There is a concern nationally and internationally about global climate change and how GHG emissions, such as CO2, contribute to global climate change. Over the last several years, the U.S. Congress has considered and debated, and President Obama's administration previously discussed, several proposals intended to address climate change using different approaches, including a cap on carbon emissions with emitters allowed to trade unused emission allowances (cap-and-trade), a tax on carbon or GHG emissions, incentives for the development of low-carbon technology and federal renewable portfolio standards. In October 2015, the EPA finalized regulations under the CAA to limit CO2 emissions from existing generating units, referred to as the Clean Power Plan. If implemented as finalized, the Clean Power Plan would require the closure of a significant number of coal-fueled electric generating units nationwide and in Texas. The Clean Power Plan is currently stayed pending the conclusion of legal challenges on the rule. In October 2017, the EPA proposed the repeal of the Clean Power Plan. In addition, a number of federal court cases have been filed in recent years asserting damage claims related to GHG emissions, and the results in those proceedings could establish adverse precedent that might apply to companies (including us) that produce GHG emissions. We could be materially and adversely affected if new federal and/or state legislation or regulations are adopted to address global climate change, if the Clean Power Plan is implemented as finalized or if we are subject to lawsuits for alleged damage to persons or property resulting from GHG emissions.
The availability and cost of emission allowances could adversely impact our costs of operations.
We are required to maintain, through either allocations or purchases, sufficient emission allowances for SO2 and NOX to support our operations in the ordinary course of operating our power generation facilities. These allowances are used to meet the obligations imposed on us by various applicable environmental laws. If our operational needs require more than our allocated allowances, we may be forced to purchase such allowances on the open market, which could be costly. If we are unable to maintain sufficient emission allowances to match our operational needs, we may have to curtail our operations so as not to exceed our available emission allowances, or install costly new emission controls. As we use the emission allowances that we have purchased on the open market, costs associated with such purchases will be recognized as operating expense. If such allowances are available for purchase, but only at significantly higher prices, the purchase of such allowances could materially increase our costs of operations in the affected markets.
Luminant's mining operations are subject to RCT oversight.

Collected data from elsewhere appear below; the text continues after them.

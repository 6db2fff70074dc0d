//! In-process correlation store.

use std::sync::atomic::{AtomicUsize, Ordering};
use std::time::Duration;

use async_trait::async_trait;
use dashmap::mapref::entry::Entry;
use dashmap::DashMap;

use crate::error::{SessionError, SessionResult};
use crate::exchange::ExchangeState;
use crate::store::{CorrelationKey, CorrelationStore, PutOutcome};

/// Correlation store backed by a concurrent map.
///
/// Suitable when the caller's sessions live in a single process. Each
/// `insert` and `remove` holds the shard lock for its key, which makes
/// [`CorrelationStore::take_and_clear`] atomic.
///
/// The capacity limit is exact: a new slot reserves its place in `slots`
/// while the shard lock for its key is held, so concurrent puts cannot
/// overshoot it.
#[derive(Debug, Default)]
pub struct InMemoryCorrelationStore {
    entries: DashMap<CorrelationKey, ExchangeState>,
    slots: AtomicUsize,
    max_entries: Option<usize>,
}

impl InMemoryCorrelationStore {
    /// Creates an unbounded store.
    #[must_use]
    pub fn new() -> Self {
        Self::default()
    }

    /// Creates a store that refuses new slots beyond `max_entries`.
    #[must_use]
    pub fn with_capacity_limit(max_entries: usize) -> Self {
        Self {
            entries: DashMap::new(),
            slots: AtomicUsize::new(0),
            max_entries: Some(max_entries),
        }
    }

    /// Number of live slots.
    #[must_use]
    pub fn len(&self) -> usize {
        self.entries.len()
    }

    /// Returns whether the store is empty.
    #[must_use]
    pub fn is_empty(&self) -> bool {
        self.entries.is_empty()
    }

    fn reserve_slot(&self) -> SessionResult<()> {
        let Some(limit) = self.max_entries else {
            self.slots.fetch_add(1, Ordering::AcqRel);
            return Ok(());
        };
        self.slots
            .fetch_update(Ordering::AcqRel, Ordering::Acquire, |n| (n < limit).then_some(n + 1))
            .map(|_| ())
            .map_err(|_| SessionError::CapacityExceeded(limit))
    }

    fn release_slots(&self, n: usize) {
        if n > 0 {
            self.slots.fetch_sub(n, Ordering::AcqRel);
        }
    }
}

#[async_trait]
impl CorrelationStore for InMemoryCorrelationStore {
    async fn put(&self, key: &CorrelationKey, state: ExchangeState) -> SessionResult<PutOutcome> {
        match self.entries.entry(key.clone()) {
            Entry::Occupied(mut slot) => {
                slot.insert(state);
                tracing::debug!(slot = %key, "replaced in-flight exchange");
                Ok(PutOutcome::Replaced)
            }
            Entry::Vacant(slot) => {
                self.reserve_slot()?;
                slot.insert(state);
                Ok(PutOutcome::Stored)
            }
        }
    }

    async fn take_and_clear(&self, key: &CorrelationKey) -> SessionResult<Option<ExchangeState>> {
        let taken = self.entries.remove(key).map(|(_, state)| state);
        if taken.is_some() {
            self.release_slots(1);
        }
        Ok(taken)
    }

    async fn purge_expired(&self, max_age: Duration) -> SessionResult<usize> {
        let mut purged = 0;
        self.entries.retain(|_, state| {
            let expired = state.is_expired(max_age);
            purged += usize::from(expired);
            !expired
        });
        self.release_slots(purged);
        Ok(purged)
    }
}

We currently own and operate, or are in the process of reclamation, through Luminant 12 surface lignite coal mines in Texas to provide fuel for our electricity generation facilities. The RCT, which exercises broad authority to regulate reclamation activity, reviews on an ongoing basis whether Luminant is compliant with RCT rules and regulations and whether it has met all of the requirements of its mining permits. Any new rules and regulations adopted by the RCT or the Department of Interior Office of Surface Mining, which also regulates mining activity nationwide, or any changes in the interpretation of existing rules and regulations, could result in higher compliance costs or otherwise adversely affect our financial condition or cause a revocation of a mining permit. Any revocation of a mining permit would mean that Luminant would no longer be allowed to mine lignite at the applicable mine to serve its generation facilities. In addition, Luminant's mining reclamation obligations are secured by a first lien on its assets which is pari passu with the Vistra Operations Credit Facilities, but which would be paid first, up to $975 million, upon any liquidation of Vistra Operations Company LLC's assets. The RCT could, at any time, require that Luminant's mining reclamation obligations be secured by cash or letters of credit in lieu of such first lien. Any failure to provide any such cash or letter of credit collateral could result in Luminant no longer being able to mine lignite. Any such event could have a material adverse effect on us.
Luminant's lignite mining reclamation activity will require significant resources as existing and retired mining operations are reclaimed over the next several years.
In conjunction with Luminant's recent announcements to retire several power generation assets and related mining operations, along with the continuous reclamation activity at its continuing mining operations for its mines related to the Oak Grove and Martin Lake generation assets, Luminant is expected to spend a significant amount of money, internal resources and time to complete the required reclamation activities. For the next five years, Vistra Energy is projected to spend approximately $350 million (on a nominal basis) to achieve its reclamation objectives.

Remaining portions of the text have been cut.